REPUBBLICA ITALIANA   IN NOME DEL POPOLO ITALIANO     

Il  Consiglio  di  Stato  in  sede  giurisdizionale – Quinta  Sezione       ANNO 2000

ha pronunciato la seguente

DECISIONE

sul ricorso in appello n. 393 del 2000 proposto dalla ** s.p.a., rappresentata e difesa dall’avv. **********************, presso lo studio del quale è elettivamente domiciliata in Roma, Via Val Maggia n. 7,

 contro

 la società La *** s.r.l., in persona del suo legale rappresentante, rappresentata e difesa dagli avv.ti prof. **************** e ********************** ed elettivamente domiciliata presso il loro studio in Roma, Via Carducci n.4,

e nei confronti

del Comune di Milano, non costituito in giudizio;

per la riforma

della sentenza n. 2849 in data 22 luglio 1999 pronunciata tra le parti dal Tribunale Amministrativo Regionale per la Lombardia, Milano, Sez. III;

Visto il ricorso con i relativi allegati;

Visto l’atto di costituzione in giudizio dell’appellata La *** s.r.l.;

Viste le memorie prodotte dalle parti a sostegno delle rispettive difese;

Visti gli atti tutti della causa;

Relatore il cons. ******************;

Uditi alla pubblica udienza del 27 aprile 2004 gli avv.ti R. ********** per delega dell’avv. ********** e ************** per delega dell’avv. *******;

Visto il dispositivo di sentenza n. 291 pubblicato in data 3 maggio 2004;

Ritenuto e considerato in fatto e in diritto quanto segue.

FATTO

Con la sentenza in epigrafe il Tribunale Amministrativo Regionale per Regionale per la Lombardia, Milano, Sez. III ha accolto il ricorso proposto dalla società La *** s.r.l. per l’annullamento dell’aggiudicazione del primo lotto di una fornitura di prodotti ortofrutticoli, di cui al verbale 19 giugno 1998, in favore della Commerciale Ortofrutticola *** s.p.a..

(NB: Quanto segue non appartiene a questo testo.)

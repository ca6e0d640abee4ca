//! Tileset handling (`.ts4`, `.ts8`)
//!
//! A tileset is a list of 16x16 metatiles, each built from four 8x8 tiles
//! with a flip and a palette bank, followed by the raw tile data. Decoding
//! produces the metatile sheet that layers crop their blocks from.

use std::io::Cursor;

pub mod parser;
pub mod render;

pub use parser::{MetatileRecord, Quadrant, TsHeader};
pub use render::{TileSheets, TileSource, SHEET_WIDTH};

use crate::{
    binary_utils::seek_to,
    bitmap::Bitmap,
    error::{DecodeError, DecodeWarning, Diagnostics},
    palette::{resolve_palette, ChannelScale, Palette, PaletteSource, PALETTE_BYTES},
    tile::ColorDepth,
    variant::{TsFormat, TsVariant},
};

#[derive(Debug, Clone, Copy, PartialEq, Eq)]
pub struct TilesetOptions {
    pub format: TsFormat,
    /// Position of the archive inside a ROM image. `None` for a standalone
    /// file, which also enables the Didj embedded palette.
    pub base_offset: Option<u64>,
    pub scale: ChannelScale,
    /// Switch to the wide tile id layout after the first delimiter word
    pub tile_delimiter: bool,
}

impl Default for TilesetOptions {
    fn default() -> Self {
        TilesetOptions {
            format: TsFormat::Gba,
            base_offset: None,
            scale: ChannelScale::Raw,
            tile_delimiter: false,
        }
    }
}

#[derive(Debug, Clone)]
pub struct MetatileSheet {
    pub format: TsFormat,
    pub header: TsHeader,
    pub depth: ColorDepth,
    pub metatiles: Vec<MetatileRecord>,
    /// The stream hit its end marker before `metatile_count` records
    pub terminated_early: bool,
    /// 256px wide; indexed for paletted tile data, RGBA otherwise
    pub image: Bitmap,
    pub palette: Palette,
    pub diagnostics: Diagnostics,
}

impl MetatileSheet {
    /// Where the next archive in a ROM image most likely starts.
    pub fn next_file_offset(&self) -> u64 {
        self.header.tile_data_start + self.header.tile_count as u64 * self.depth.bytes_per_tile() as u64
    }
}

/// Storage depth of the tile data, from the header flags.
pub fn tile_depth(variant: &TsVariant, header: &TsHeader) -> ColorDepth {
    match (header.is_8bpp(), variant.uses_palette) {
        (false, _) => ColorDepth::Bpp4,
        (true, true) => ColorDepth::Bpp8,
        (true, false) => ColorDepth::Bpp16,
    }
}

fn embeds_palette(variant: &TsVariant, options: &TilesetOptions) -> bool {
    variant.embedded_palette && options.base_offset.is_none()
}

fn header_start(variant: &TsVariant, options: &TilesetOptions) -> u64 {
    if embeds_palette(variant, options) {
        PALETTE_BYTES as u64
    } else {
        options.base_offset.unwrap_or(0)
    }
}

/// Reads only the header, e.g. to learn the depth before choosing tile sheets.
pub fn read_header(data: &[u8], options: &TilesetOptions) -> Result<TsHeader, DecodeError> {
    let variant = options.format.descriptor();
    let mut cursor = Cursor::new(data);
    seek_to(&mut cursor, header_start(variant, options))?;
    parser::parse_header(&mut cursor, variant)
}

/// Decodes a tileset into its metatile sheet.
///
/// `palette` is the companion palette/scene data, ignored for Didj archives
/// that carry their own and for Leapster true-colour tiles. With
/// [`TileSource::Sheets`] the archive's own tile data is not read.
pub fn decode_tileset(
    data: &[u8],
    palette: PaletteSource<'_>,
    tiles: TileSource<'_>,
    options: &TilesetOptions,
) -> Result<MetatileSheet, DecodeError> {
    let variant = options.format.descriptor();
    let mut diagnostics = Diagnostics::default();

    let palette_source = if embeds_palette(variant, options) {
        tracing::info!("Didj format tileset, using internal palette");
        PaletteSource::Embedded(data)
    } else if !variant.uses_palette {
        PaletteSource::None
    } else {
        palette
    };
    let palette = resolve_palette(palette_source, options.scale, &mut diagnostics);

    let header = read_header(data, options)?;
    let depth = tile_depth(variant, &header);
    tracing::debug!(
        format = %options.format,
        metatiles = header.metatile_count,
        tiles = header.tile_count,
        ?depth,
        "parsed tileset header"
    );

    if header.is_compressed() {
        diagnostics.warn(DecodeWarning::CompressedData { flags: header.flags });
    }
    if let Some(addressable) = variant.addressable_tiles {
        if header.tile_count as u32 > addressable {
            diagnostics.warn(DecodeWarning::TileRangeExceeded {
                tile_count: header.tile_count,
                addressable,
            });
        }
    }

    let stream = parser::parse_metatiles(data, variant, &header, options.tile_delimiter)?;

    let ctx = render::SheetContext {
        data,
        header: &header,
        tiles,
        depth,
        palette: &palette,
        scale: options.scale,
    };
    let image = render::render_sheet(&ctx, &stream.records, stream.last_record_quadrants, &mut diagnostics);

    Ok(MetatileSheet {
        format: options.format,
        header,
        depth,
        metatiles: stream.records,
        terminated_early: stream.terminated_early,
        image,
        palette,
        diagnostics,
    })
}

#[cfg(test)]
mod tests {
    use super::*;

    fn gba_archive(flags: u16, tile_count: u16, words: &[u16], tile_bytes: &[u8]) -> Vec<u8> {
        let mut data = Vec::new();
        for h in [flags, (words.len() / 4) as u16, tile_count, 0] {
            data.extend_from_slice(&h.to_le_bytes());
        }
        for w in words {
            data.extend_from_slice(&w.to_le_bytes());
        }
        data.extend_from_slice(tile_bytes);
        data
    }

    #[test]
    fn overflowing_gba_tileset_is_flagged() {
        let data = gba_archive(0, 1100, &[0, 0, 0, 0], &[0; 32]);
        let sheet = decode_tileset(&data, PaletteSource::None, TileSource::Archive, &TilesetOptions::default()).unwrap();
        assert!(sheet.diagnostics.tile_range_exceeded);
    }

    #[test]
    fn compressed_flag_warns() {
        let data = gba_archive(0x0004, 1, &[0, 0, 0, 0], &[0; 32]);
        let sheet = decode_tileset(&data, PaletteSource::None, TileSource::Archive, &TilesetOptions::default()).unwrap();
        assert!(sheet
            .diagnostics
            .warnings
            .contains(&DecodeWarning::CompressedData { flags: 0x0004 }));
    }

    #[test]
    fn single_tile_fills_all_quadrants() {
        let data = gba_archive(0, 1, &[0, 0, 0, 0], &[0x11; 32]);
        let sheet = decode_tileset(&data, PaletteSource::None, TileSource::Archive, &TilesetOptions::default()).unwrap();
        assert!(sheet.diagnostics.is_clean());
        assert_eq!(sheet.image.dimensions(), (256, 16));
        assert_eq!(sheet.image.index_at(0, 0), Some(1));
        assert_eq!(sheet.image.index_at(15, 15), Some(1));
        assert_eq!(sheet.image.index_at(16, 0), Some(0));
    }

    #[test]
    fn invalid_leapster_flip_leaves_quadrant_blank() {
        let mut data = Vec::new();
        for h in [0u16, 1, 1, 0] {
            data.extend_from_slice(&h.to_le_bytes());
        }
        for id in [0u16; 4] {
            data.extend_from_slice(&id.to_le_bytes());
        }
        data.extend_from_slice(&[0x00, 0x10, 0x00, 0x00]);
        data.extend_from_slice(&[0x33; 32]);

        let options = TilesetOptions {
            format: TsFormat::Leapster,
            ..TilesetOptions::default()
        };
        let sheet = decode_tileset(&data, PaletteSource::None, TileSource::Archive, &options).unwrap();
        assert_eq!(
            sheet.diagnostics.warnings,
            vec![DecodeWarning::UnknownFlip { metatile: 0, quadrant: 1, code: 4 }]
        );
        assert_eq!(sheet.image.index_at(0, 0), Some(3));
        assert_eq!(sheet.image.index_at(8, 0), Some(0));
    }

    #[test]
    fn missing_tile_data_warns_and_continues() {
        let data = gba_archive(0, 1, &[0, 5, 0, 0], &[0x22; 32]);
        let sheet = decode_tileset(&data, PaletteSource::None, TileSource::Archive, &TilesetOptions::default()).unwrap();
        assert_eq!(sheet.diagnostics.warnings.len(), 1);
        assert_eq!(sheet.image.index_at(0, 8), Some(2));
        assert_eq!(sheet.image.index_at(8, 0), Some(0));
    }

    #[test]
    fn next_file_offset_skips_tile_data() {
        let data = gba_archive(0x0001, 2, &[0, 1, 0, 1], &[0; 128]);
        let sheet = decode_tileset(&data, PaletteSource::None, TileSource::Archive, &TilesetOptions::default()).unwrap();
        assert_eq!(sheet.depth, ColorDepth::Bpp8);
        assert_eq!(sheet.next_file_offset(), 16 + 128);
    }
}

Per la riforma della sentenza quest’ultima ha proposto appello, deducendo che l’originario ricorso, in rito, avrebbe dovuto essere dichiarato inammissibile per difetto d’interesse e, nel merito, avrebbe dovuto essere respinto siccome infondato.

Costituitasi in giudizio, la società appellata ha controdedotto al gravame e ne ha chiesto la reiezione perché infondato; con il favore delle spese di giudizio.

La causa, sentiti i difensori presenti, è stata riservata per la decisione all’udienza pubblica del 27 aprile 2004.

DIRITTO

L’appello è infondato.

Occorre premettere in fatto che le società contendenti partecipavano ad un’asta pubblica indetta dal Comune di Milano per una fornitura di prodotti ortofrutticoli divisa in sette lotti e che, riguardo al primo lotto, l’odierna appellante, risultata miglior offerente, si aggiudicava la gara, mentre l’appellata, inizialmente classificatasi al quarto posto, era passata al secondo, giacché il bando di gara consentiva l’assegnazione di un solo lotto e le due ditte concorrenti che immediatamente la precedevano avevano conseguito l’aggiudicazione, rispettivamente, del secondo e del terzo.

Con il ricorso di primo grado, che il T.A.R. ha accolto con la sentenza appellata, la società La *** s.r.l. ha impugnato l’aggiudicazione del primo lotto a favore della società Commerciale Ortofrutticola *** s.p.a., affermandone l’illegittimità, in quanto l’aggiudicataria avrebbe dovuto essere esclusa dalla gara ai sensi della disposizione di cui all’art. 68 R.D. 23 maggio 1924 n. 827, richiamato dall’art. 11 D.L.vo. 24 luglio 1992 n. 358, che prevede l’esclusione dalle future gare delle ditte che nell’eseguire altra commessa si siano rese colpevoli di negligenza o malafede.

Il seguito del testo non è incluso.